> _Exercise goal_
Each of the records must appear again, exactly as it was written.

> _Supplied material_
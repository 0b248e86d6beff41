use super::input::read_inputs;
use anyhow::{Context, Result};
use datumshift_core::{
	BoundingBox, GeoPoint, ProjectedPoint, web_mercator_to_wgs84, web_mercator_to_wgs84_bb, wgs84_to_web_mercator,
	wgs84_to_web_mercator_bb,
};
use log::info;
use std::io::{BufRead, Write};

#[derive(clap::Args, Debug)]
#[command(disable_version_flag = true)]
pub struct Subcommand {
	/// treat every value as a bounding box "west,south,east,north"
	#[arg(long, short, display_order = 1)]
	bbox: bool,

	/// points as "x,y" (or boxes with --bbox)
	/// if none are given, values are read from stdin, one per line
	#[arg(value_name = "VALUE", allow_hyphen_values = true, verbatim_doc_comment)]
	values: Vec<String>,
}

#[derive(Clone, Copy, Debug, PartialEq)]
pub enum Direction {
	/// WGS84 degrees to Web Mercator meters
	Forward,
	/// Web Mercator meters to WGS84 degrees
	Inverse,
}

impl Direction {
	/// Output decimals; matches the rounding applied by the projection.
	fn decimals(self) -> usize {
		match self {
			Direction::Forward => 2,
			Direction::Inverse => 6,
		}
	}
}

pub fn run(arguments: &Subcommand, direction: Direction) -> Result<()> {
	let stdin = std::io::stdin();
	let stdout = std::io::stdout();
	project(arguments, direction, stdin.lock(), &mut stdout.lock())
}

fn project_value(value: &str, bbox: bool, direction: Direction) -> Result<Vec<f64>> {
	Ok(match (bbox, direction) {
		(false, Direction::Forward) => {
			let point: GeoPoint = value.parse()?;
			let result = wgs84_to_web_mercator(point.lng, point.lat);
			vec![result.x, result.y]
		}
		(false, Direction::Inverse) => {
			let point: ProjectedPoint = value.parse()?;
			let result = web_mercator_to_wgs84(point.x, point.y);
			vec![result.lng, result.lat]
		}
		(true, Direction::Forward) => wgs84_to_web_mercator_bb(&value.parse::<BoundingBox>()?)
			.as_array()
			.to_vec(),
		(true, Direction::Inverse) => web_mercator_to_wgs84_bb(&value.parse::<BoundingBox>()?)
			.as_array()
			.to_vec(),
	})
}

pub fn project(
	arguments: &Subcommand,
	direction: Direction,
	reader: impl BufRead,
	writer: &mut impl Write,
) -> Result<()> {
	let inputs = read_inputs(&arguments.values, reader)?;
	let decimals = direction.decimals();

	for input in &inputs {
		let values = project_value(&input.value, arguments.bbox, direction)
			.with_context(|| format!("Invalid value in {}", input.origin))?;
		let line = values
			.iter()
			.map(|v| format!("{v:.decimals$}"))
			.collect::<Vec<_>>()
			.join(",");
		writeln!(writer, "{line}")?;
	}
	writer.flush()?;

	info!("projected {} values ({direction:?})", inputs.len());
	Ok(())
}
use super::Projection;
use crate::{GeoPoint, ProjectedPoint, gcj02_to_wgs84, wgs84_to_gcj02};

/// Wraps a native projection so that it addresses GCJ-02 tiles.
///
/// [`project`](Projection::project) shifts the WGS84 input to GCJ-02 before
/// delegating; [`unproject`](Projection::unproject) delegates and then shifts
/// the result back with the approximate [`gcj02_to_wgs84`]. Callers keep
/// working in WGS84 while the inner projection sees GCJ-02 degrees, which is
/// what tile servers using the national datum expect.
///
/// # Examples
/// ```
/// use datumshift_core::{Gcj02Shifted, GeoPoint, Projection, WebMercator, wgs84_to_gcj02, wgs84_to_web_mercator};
///
/// let projection = Gcj02Shifted::new(WebMercator);
/// let gcj = wgs84_to_gcj02(116.404, 39.915);
/// assert_eq!(
///     projection.project(GeoPoint::new(116.404, 39.915)),
///     wgs84_to_web_mercator(gcj.lng, gcj.lat)
/// );
/// ```
#[derive(Debug, Clone, Copy, Default, PartialEq, Eq)]
pub struct Gcj02Shifted<P: Projection> {
	inner: P,
}

impl<P: Projection> Gcj02Shifted<P> {
	pub fn new(inner: P) -> Self {
		Gcj02Shifted { inner }
	}

	pub fn inner(&self) -> &P {
		&self.inner
	}

	pub fn into_inner(self) -> P {
		self.inner
	}
}

impl<P: Projection> Projection for Gcj02Shifted<P> {
	fn project(&self, point: GeoPoint) -> ProjectedPoint {
		self.inner.project(wgs84_to_gcj02(point.lng, point.lat))
	}

	fn unproject(&self, point: ProjectedPoint) -> GeoPoint {
		let gcj = self.inner.unproject(point);
		gcj02_to_wgs84(gcj.lng, gcj.lat)
	}
}

#[cfg(test)]
mod tests {
	use super::*;
	use crate::{BoundingBox, WebMercator};
	use approx::assert_abs_diff_eq;

	/// Unrounded projection, to show that the wrapper does not depend on
	/// the rounding of the built-in Mercator.
	struct Equirectangular;

	impl Projection for Equirectangular {
		fn project(&self, point: GeoPoint) -> ProjectedPoint {
			ProjectedPoint::new(point.lng * 1000.0, point.lat * 1000.0)
		}
		fn unproject(&self, point: ProjectedPoint) -> GeoPoint {
			GeoPoint::new(point.x / 1000.0, point.y / 1000.0)
		}
	}

	#[test]
	fn project_shifts_before_delegating() {
		let projection = Gcj02Shifted::new(Equirectangular);
		let gcj = wgs84_to_gcj02(121.4737, 31.2304);
		let projected = projection.project(GeoPoint::new(121.4737, 31.2304));
		assert_eq!(projected, ProjectedPoint::new(gcj.lng * 1000.0, gcj.lat * 1000.0));
	}

	#[test]
	fn unproject_shifts_after_delegating() {
		let projection = Gcj02Shifted::new(Equirectangular);
		let point = projection.unproject(ProjectedPoint::new(121478.22, 31228.46));
		let expected = gcj02_to_wgs84(121478.22 / 1000.0, 31228.46 / 1000.0);
		assert_eq!(point, expected);
	}

	#[test]
	fn round_trip_through_web_mercator() {
		let projection = Gcj02Shifted::new(WebMercator);
		let point = GeoPoint::new(114.397433, 22.909235);
		let back = projection.unproject(projection.project(point));
		assert_abs_diff_eq!(back.lng, point.lng, epsilon = 1e-4);
		assert_abs_diff_eq!(back.lat, point.lat, epsilon = 1e-4);
	}

	#[test]
	fn outside_region_is_plain_mercator() {
		let projection = Gcj02Shifted::new(WebMercator);
		let berlin = GeoPoint::new(13.404954, 52.520008);
		assert_eq!(projection.project(berlin), WebMercator.project(berlin));

		let bbox = BoundingBox::from([-10.0, 40.0, 10.0, 50.0]);
		assert_eq!(projection.project_bb(&bbox), WebMercator.project_bb(&bbox));
		assert_eq!(projection.inner(), &WebMercator);
	}
}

> _Reply_
repository 0b248e86d6beff41
use super::input::read_inputs;
use anyhow::{Context, Result};
use datumshift_core::{
	BoundingBox, GeoPoint, ProjectedPoint, web_mercator_to_wgs84, web_mercator_to_wgs84_bb, wgs84_to_web_mercator,
	wgs84_to_web_mercator_bb,
};
use log::info;
use std::io::{BufRead, Write};

#[derive(clap::Args, Debug)]
#[command(disable_version_flag = true)]
pub struct Subcommand {
	/// treat every value as a bounding box "west,south,east,north"
	#[arg(long, short, display_order = 1)]
	bbox: bool,

	/// points as "x,y" (or boxes with --bbox)
	/// if none are given, values are read from stdin, one per line
	#[arg(value_name = "VALUE", allow_hyphen_values = true, verbatim_doc_comment)]
	values: Vec<String>,
}

#[derive(Clone, Copy, Debug, PartialEq)]
pub enum Direction {
	/// WGS84 degrees to Web Mercator meters
	Forward,
	/// Web Mercator meters to WGS84 degrees
	Inverse,
}

impl Direction {
	/// Output decimals; matches the rounding applied by the projection.
	fn decimals(self) -> usize {
		match self {
			Direction::Forward => 2,
			Direction::Inverse => 6,
		}
	}
}

pub fn run(arguments: &Subcommand, direction: Direction) -> Result<()> {
	let stdin = std::io::stdin();
	let stdout = std::io::stdout();
	project(arguments, direction, stdin.lock(), &mut stdout.lock())
}

fn project_value(value: &str, bbox: bool, direction: Direction) -> Result<Vec<f64>> {
	Ok(match (bbox, direction) {
		(false, Direction::Forward) => {
			let point: GeoPoint = value.parse()?;
			let result = wgs84_to_web_mercator(point.lng, point.lat);
			vec![result.x, result.y]
		}
		(false, Direction::Inverse) => {
			let point: ProjectedPoint = value.parse()?;
			let result = web_mercator_to_wgs84(point.x, point.y);
			vec![result.lng, result.lat]
		}
		(true, Direction::Forward) => wgs84_to_web_mercator_bb(&value.parse::<BoundingBox>()?)
			.as_array()
			.to_vec(),
		(true, Direction::Inverse) => web_mercator_to_wgs84_bb(&value.parse::<BoundingBox>()?)
			.as_array()
			.to_vec(),
	})
}

pub fn project(
	arguments: &Subcommand,
	direction: Direction,
	reader: impl BufRead,
	writer: &mut impl Write,
) -> Result<()> {
	let inputs = read_inputs(&arguments.values, reader)?;
	let decimals = direction.decimals();

	for input in &inputs {
		let values = project_value(&input.value, arguments.bbox, direction)
			.with_context(|| format!("Invalid value in {}", input.origin))?;
		let line = values
			.iter()
			.map(|v| format!("{v:.decimals$}"))
			.collect::<Vec<_>>()
			.join(",");
		writeln!(writer, "{line}")?;
	}
	writer.flush()?;

	info!("projected {} values ({direction:?})", inputs.len());
	Ok(())
}
use super::Projection;
use crate::{GeoPoint, ProjectedPoint, gcj02_to_wgs84, wgs84_to_gcj02};

/// Wraps a native projection so that it addresses GCJ-02 tiles.
///
/// [`project`](Projection::project) shifts the WGS84 input to GCJ-02 before
/// delegating; [`unproject`](Projection::unproject) delegates and then shifts
/// the result back with the approximate [`gcj02_to_wgs84`]. Callers keep
/// working in WGS84 while the inner projection sees GCJ-02 degrees, which is
/// what tile servers using the national datum expect.
///
/// # Examples
/// ```
/// use datumshift_core::{Gcj02Shifted, GeoPoint, Projection, WebMercator, wgs84_to_gcj02, wgs84_to_web_mercator};
///
/// let projection = Gcj02Shifted::new(WebMercator);
/// let gcj = wgs84_to_gcj02(116.404, 39.915);
/// assert_eq!(
///     projection.project(GeoPoint::new(116.404, 39.915)),
///     wgs84_to_web_mercator(gcj.lng, gcj.lat)
/// );
/// ```
#[derive(Debug, Clone, Copy, Default, PartialEq, Eq)]
pub struct Gcj02Shifted<P: Projection> {
	inner: P,
}

impl<P: Projection> Gcj02Shifted<P> {
	pub fn new(inner: P) -> Self {
		Gcj02Shifted { inner }
	}

	pub fn inner(&self) -> &P {
		&self.inner
	}

	pub fn into_inner(self) -> P {
		self.inner
	}
}

impl<P: Projection> Projection for Gcj02Shifted<P> {
	fn project(&self, point: GeoPoint) -> ProjectedPoint {
		self.inner.project(wgs84_to_gcj02(point.lng, point.lat))
	}

	fn unproject(&self, point: ProjectedPoint) -> GeoPoint {
		let gcj = self.inner.unproject(point);
		gcj02_to_wgs84(gcj.lng, gcj.lat)
	}
}

#[cfg(test)]
mod tests {
	use super::*;
	use crate::{BoundingBox, WebMercator};
	use approx::assert_abs_diff_eq;

	/// Unrounded projection, to show that the wrapper does not depend on
	/// the rounding of the built-in Mercator.
	struct Equirectangular;

	impl Projection for Equirectangular {
		fn project(&self, point: GeoPoint) -> ProjectedPoint {
			ProjectedPoint::new(point.lng * 1000.0, point.lat * 1000.0)
		}
		fn unproject(&self, point: ProjectedPoint) -> GeoPoint {
			GeoPoint::new(point.x / 1000.0, point.y / 1000.0)
		}
	}

	#[test]
	fn project_shifts_before_delegating() {
		let projection = Gcj02Shifted::new(Equirectangular);
		let gcj = wgs84_to_gcj02(121.4737, 31.2304);
		let projected = projection.project(GeoPoint::new(121.4737, 31.2304));
		assert_eq!(projected, ProjectedPoint::new(gcj.lng * 1000.0, gcj.lat * 1000.0));
	}

	#[test]
	fn unproject_shifts_after_delegating() {
		let projection = Gcj02Shifted::new(Equirectangular);
		let point = projection.unproject(ProjectedPoint::new(121478.22, 31228.46));
		let expected = gcj02_to_wgs84(121478.22 / 1000.0, 31228.46 / 1000.0);
		assert_eq!(point, expected);
	}

	#[test]
	fn round_trip_through_web_mercator() {
		let projection = Gcj02Shifted::new(WebMercator);
		let point = GeoPoint::new(114.397433, 22.909235);
		let back = projection.unproject(projection.project(point));
		assert_abs_diff_eq!(back.lng, point.lng, epsilon = 1e-4);
		assert_abs_diff_eq!(back.lat, point.lat, epsilon = 1e-4);
	}

	#[test]
	fn outside_region_is_plain_mercator() {
		let projection = Gcj02Shifted::new(WebMercator);
		let berlin = GeoPoint::new(13.404954, 52.520008);
		assert_eq!(projection.project(berlin), WebMercator.project(berlin));

		let bbox = BoundingBox::from([-10.0, 40.0, 10.0, 50.0]);
		assert_eq!(projection.project_bb(&bbox), WebMercator.project_bb(&bbox));
		assert_eq!(projection.inner(), &WebMercator);
	}
}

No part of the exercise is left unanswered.